"Chinese security officials arrested Khenpo Jinpa of Choktsang Taklung Monastery based in Choktsang village, Serda county, Karze prefecture, on Aug. 23," a caller from the region told RFA's reporter in Dharamsala. Karze is known in Chinese as Ganzi.
"His room was raided and searched without any kind of advance notice," the caller added.
Around 1 p.m. on Aug. 23, a team of armed police arrived in two vehicles from the nearby regional town of Dartsedo (Kanding, in Chinese), the caller said.
Monastery surrounded
"[They] surrounded the monastery and did not allow anybody to leave or enter the area. Some members of team went inside the monastery and arrested Khenpo Jinpa," said the listener, who was calling from Serda (in Chinese, Seda) county.
"The security officials searched his room too but found no incriminating materials of any kind. They never explained reasons for his arrest," the source said.
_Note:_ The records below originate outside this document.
use std::path::Path;

use serde_json::{Value, json};
use thiserror::Error;

pub(crate) const IMPORT_HELP_COMMAND: &str = "buddy import create --help";

#[derive(Debug, Clone, Error)]
#[error("{message}")]
pub struct ClientError {
    pub code: String,
    pub message: String,
    pub recovery_steps: Vec<String>,
    pub data: Option<Value>,
}

impl ClientError {
    pub fn new(code: &str, message: &str, recovery_steps: Vec<String>) -> Self {
        Self {
            code: code.to_string(),
            message: message.to_string(),
            recovery_steps,
            data: None,
        }
    }

    pub fn with_data(mut self, data: Value) -> Self {
        self.data = Some(data);
        self
    }

    pub fn invalid_argument(message: &str) -> Self {
        Self::invalid_argument_for_command(message, None)
    }

    pub fn invalid_argument_for_command(message: &str, command: Option<&str>) -> Self {
        let help_hint = match command {
            Some(cmd) => format!("Run `buddy {cmd} --help` for usage."),
            None => "Run `buddy --help` for usage.".to_string(),
        };
        let error = Self::new("invalid_argument", message, vec![help_hint]);
        if let Some(cmd) = command {
            return error.with_data(json!({
                "command_hint": cmd,
            }));
        }
        error
    }

    pub fn invalid_argument_with_recovery(message: &str, recovery_steps: Vec<String>) -> Self {
        Self::new("invalid_argument", message, recovery_steps)
    }

    pub fn import_source_missing(path: &Path) -> Self {
        let location = path.display().to_string();
        Self::new(
            "import_source_missing",
            &format!("Import source `{location}` does not exist."),
            vec![
                "Pass a CSV file or a directory of CSV exports.".to_string(),
                format!("Run `{IMPORT_HELP_COMMAND}` for the expected layout."),
            ],
        )
        .with_data(json!({
            "path": location,
        }))
    }

    pub fn import_source_empty(path: &Path) -> Self {
        let location = path.display().to_string();
        Self::new(
            "import_source_empty",
            &format!("No CSV exports were found at `{location}`."),
            vec![
                "Download CSV exports from your bank into that directory.".to_string(),
                "Or pass a specific CSV file path.".to_string(),
            ],
        )
        .with_data(json!({
            "path": location,
        }))
    }

    pub fn import_source_unreadable(path: &Path, detail: &str) -> Self {
        let location = path.display().to_string();
        Self::invalid_argument_with_recovery(
            &format!("Could not read import file `{location}`: {detail}"),
            vec![
                "Verify the path exists and is readable.".to_string(),
                "Rerun buddy import create <path>.".to_string(),
            ],
        )
    }

    pub fn import_schema_mismatch(
        source_ref: &str,
        missing_fields: Vec<String>,
        actual_headers: Vec<String>,
    ) -> Self {
        Self::new(
            "import_schema_mismatch",
            &format!(
                "CSV headers in `{source_ref}` are missing: {}.",
                missing_fields.join(", ")
            ),
            vec![
                "Export a CSV that includes date, description and amount columns.".to_string(),
                format!("Run `{IMPORT_HELP_COMMAND}` to review accepted header names."),
            ],
        )
        .with_data(json!({
            "source_ref": source_ref,
            "missing_fields": missing_fields,
            "actual_headers": actual_headers,
        }))
    }

    pub fn import_account_ambiguous() -> Self {
        Self::invalid_argument_with_recovery(
            "`--account` can only be used when importing a single CSV file.",
            vec![
                "Pass one CSV file together with --account.".to_string(),
                "Or drop --account and let file names name the accounts.".to_string(),
            ],
        )
    }

    pub fn invalid_split_percentage(value: &str) -> Self {
        Self::new(
            "invalid_split_percentage",
            &format!("Split percentage must be a number between 0 and 100; got `{value}`."),
            vec!["Pass --person1-percentage with a value such as 50 or 62.5.".to_string()],
        )
        .with_data(json!({
            "received": value,
        }))
    }

    pub fn account_not_found(account_key: &str) -> Self {
        Self::new(
            "account_not_found",
            &format!("Account `{account_key}` has no imported transactions."),
            vec![
                "Run buddy account list to see imported accounts.".to_string(),
                "Retry with one of the listed account keys.".to_string(),
            ],
        )
        .with_data(json!({
            "account_key": account_key,
        }))
    }

    pub fn ledger_empty() -> Self {
        Self::new(
            "ledger_empty",
            "The ledger has no transactions yet.",
            vec![
                format!("Run `{IMPORT_HELP_COMMAND}` to see how to import exports."),
                "Then run buddy import create <path>.".to_string(),
            ],
        )
    }

    pub fn report_write_failed(path: &Path, detail: &str) -> Self {
        let location = path.display().to_string();
        Self::new(
            "report_write_failed",
            &format!("Could not write report to `{location}`: {detail}"),
            vec![format!(
                "Choose a writable --output path or fix permissions on `{location}`."
            )],
        )
    }

    pub fn internal_serialization(message: &str) -> Self {
        Self::new("internal_serialization_error", message, Vec::new())
    }

    pub fn ledger_init_permission_denied(path: &Path, detail: &str) -> Self {
        let location = path.display().to_string();
        Self::new(
            "ledger_init_permission_denied",
            &format!("Cannot initialize ledger at `{location}`: {detail}"),
            vec![format!(
                "Grant write access to `{location}` or set `BANKBUDDY_HOME` to a writable directory."
            )],
        )
    }

    pub fn ledger_locked(path: &Path) -> Self {
        let location = path.display().to_string();
        Self::new(
            "ledger_locked",
            &format!("Ledger database is locked at `{location}`."),
            vec![format!(
                "Close other processes using `{location}` so the lock is released."
            )],
        )
    }

    pub fn ledger_corrupt(path: &Path) -> Self {
        let location = path.display().to_string();
        Self::new(
            "ledger_corrupt",
            &format!("Ledger database appears corrupt at `{location}`."),
            vec![format!(
                "Move `{location}` aside and re-import your CSV exports."
            )],
        )
    }

    pub fn migration_failed(path: &Path, detail: &str) -> Self {
        let location = path.display().to_string();
        Self::new(
            "migration_failed",
            &format!("Ledger migration failed at `{location}`: {detail}"),
            vec!["Resolve conflicting schema objects referenced in the error details.".to_string()],
        )
    }

    pub fn ledger_init_failed(path: &Path, detail: &str) -> Self {
        let location = path.display().to_string();
        Self::new(
            "ledger_init_failed",
            &format!("Ledger initialization failed at `{location}`: {detail}"),
            Vec::new(),
        )
    }

    /// True for failures caused by the local store or serialization rather
    /// than by user input.
    pub fn is_internal(&self) -> bool {
        self.code.starts_with("internal_")
            || matches!(
                self.code.as_str(),
                "ledger_init_permission_denied"
                    | "ledger_locked"
                    | "ledger_corrupt"
                    | "migration_failed"
                    | "ledger_init_failed"
                    | "report_write_failed"
            )
    }
}

pub type ClientResult<T> = Result<T, ClientError>;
An officer who answered the phone at the public security bureau in Dartsedo didn't deny the arrest had occurred and suggested speaking to his superior. Calls to his superior during office hours went unanswered.
An independent source in the northern Indian town of Dharamsala, home of the exiled Tibetan government and spiritual leader, the Dalai Lama, confirmed the arrest of the abbot.
The source, from Serda county, said local officials had been overruled in the arrest by a special team dispatched from Dartsedo.
The caller said local Tibetan monks suspected the arrest could be related to pro-independence posters displayed a year ago at the monastery, although no arrests were made at the time.
Taklung Monastery is one of the oldest in the Serda area, and is currently home to around 300 monks.
Abbot Khenpo Jinpa, 37, was taught by Khenpo Jigme, who died after authorities demolished his Lalungar Buddhist Center in April 2001.
Karze, a traditionally Tibetan area administered by Chinašs Sichuan province, also saw the arrest last month of a 16-year-old Tibetan girl named Yiwang for handing out pro-independence leaflets.
The Dalai Lama fled Lhasa in 1959 after an unsuccessful revolt against Chinese rule. He leads the Tibetan government-in-exile in Dharamsala, India, but Beijing has ruled him out of Tibet's future.
Images, writings, and video of the Dalai Lama, who is universally revered by Tibetans, are banned in Tibet, and those found in possession of them typically receive prison sentences.